Received: January 11, 2021       Accepted: May 14, 2021       Published: June 4, 2021      

https://doi.org/10.18632/aging.203100
How to Cite

Copyright: © 2021 Lai et al. This is an open access article distributed under the terms of the Creative Commons Attribution License (CC BY 3.0), which permits unrestricted use, distribution, and reproduction in any medium, provided the original author and source are credited.

Abstract

Although disease susceptibility is known to differ between men and women, it is controversial whether the efficacy of immune checkpoint inhibitors for malignancies also differs between the sexes. We conducted a meta-analysis to explore the impact of sex on immune checkpoint inhibitor treatment outcomes. We searched PubMed, Embase and the Cochrane Library databases from inception to October 1, 2020 for randomized controlled trials of immune checkpoint inhibitors with hazard ratios (HRs) stratified by sex. We calculated the pooled HRs for men and women using the ln(HR), and assessed the heterogeneity between the two estimates through an interaction test. In total, 22,268 patients from 39 randomized controlled trials were included. Immune checkpoint inhibitors yielded better overall survival than conventional agents in both men (HR: 0.75, 95% confidence interval [CI]: 0.71–0.80) and women (HR: 0.77, 95% CI: 0.70–0.85).
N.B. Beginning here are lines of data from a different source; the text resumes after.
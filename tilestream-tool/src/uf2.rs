// SPDX-License-Identifier: MIT
// Copyright (c) 2026 ADNT Sarl <info@adnt.io>

//! UF2 encoding for drag-and-drop flashing through the RP2040 boot ROM.
//!
//! Every block carries one flash page. The boot ROM refuses blocks without
//! the family ID flag, so it is always set.

use tilestream_common::protocol::FLASH_PAGE_SIZE;

pub const RP2040_FAMILY_ID: u32 = 0xE48B_FF56;
pub const BLOCK_SIZE: usize = 512;

const MAGIC_START0: u32 = 0x0A32_4655;
const MAGIC_START1: u32 = 0x9E5D_5157;
const MAGIC_END: u32 = 0x0AB1_6F30;
const FLAG_FAMILY_ID_PRESENT: u32 = 0x0000_2000;

const PAGE: usize = FLASH_PAGE_SIZE as usize;
const DATA_OFFSET: usize = 32;
const MAGIC_END_OFFSET: usize = BLOCK_SIZE - 4;

fn put_u32(block: &mut [u8; BLOCK_SIZE], at: usize, value: u32) {
    block[at..at + 4].copy_from_slice(&value.to_le_bytes());
}

/// Wrap `data` into UF2 blocks targeting flash from `base_address`.
///
/// The last page is zero-padded.
pub fn encode(data: &[u8], base_address: u32, family_id: u32) -> Vec<u8> {
    let num_blocks = data.len().div_ceil(PAGE) as u32;

    data.chunks(PAGE)
        .zip(0u32..)
        .flat_map(|(page, index)| {
            let mut block = [0u8; BLOCK_SIZE];
            put_u32(&mut block, 0, MAGIC_START0);
            put_u32(&mut block, 4, MAGIC_START1);
            put_u32(&mut block, 8, FLAG_FAMILY_ID_PRESENT);
            put_u32(&mut block, 12, base_address + index * PAGE as u32);
            put_u32(&mut block, 16, PAGE as u32);
            put_u32(&mut block, 20, index);
            put_u32(&mut block, 24, num_blocks);
            put_u32(&mut block, 28, family_id);
            block[DATA_OFFSET..DATA_OFFSET + page.len()].copy_from_slice(page);
            put_u32(&mut block, MAGIC_END_OFFSET, MAGIC_END);
            block
        })
        .collect()
}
Progression-free survival benefits were also observed in both men (HR: 0.64, 95% CI: 0.58–0.70) and women (HR: 0.67, 95% CI: 0.58–0.77) treated with immune checkpoint inhibitors. No sex differences in the response to immune checkpoint inhibitors were found when overall survival and progression-free survival were used as the endpoints.

Abbreviations

CTLA-4: cytotoxic T-lymphocyte-associated protein 4; PD-1: programmed cell death 1; PD-L1: programmed cell death 1 ligand 1; CI: confidence interval; HR: hazard ratio; NSCLC: non-small cell lung cancer; OS: overall survival; PFS: progression-free survival.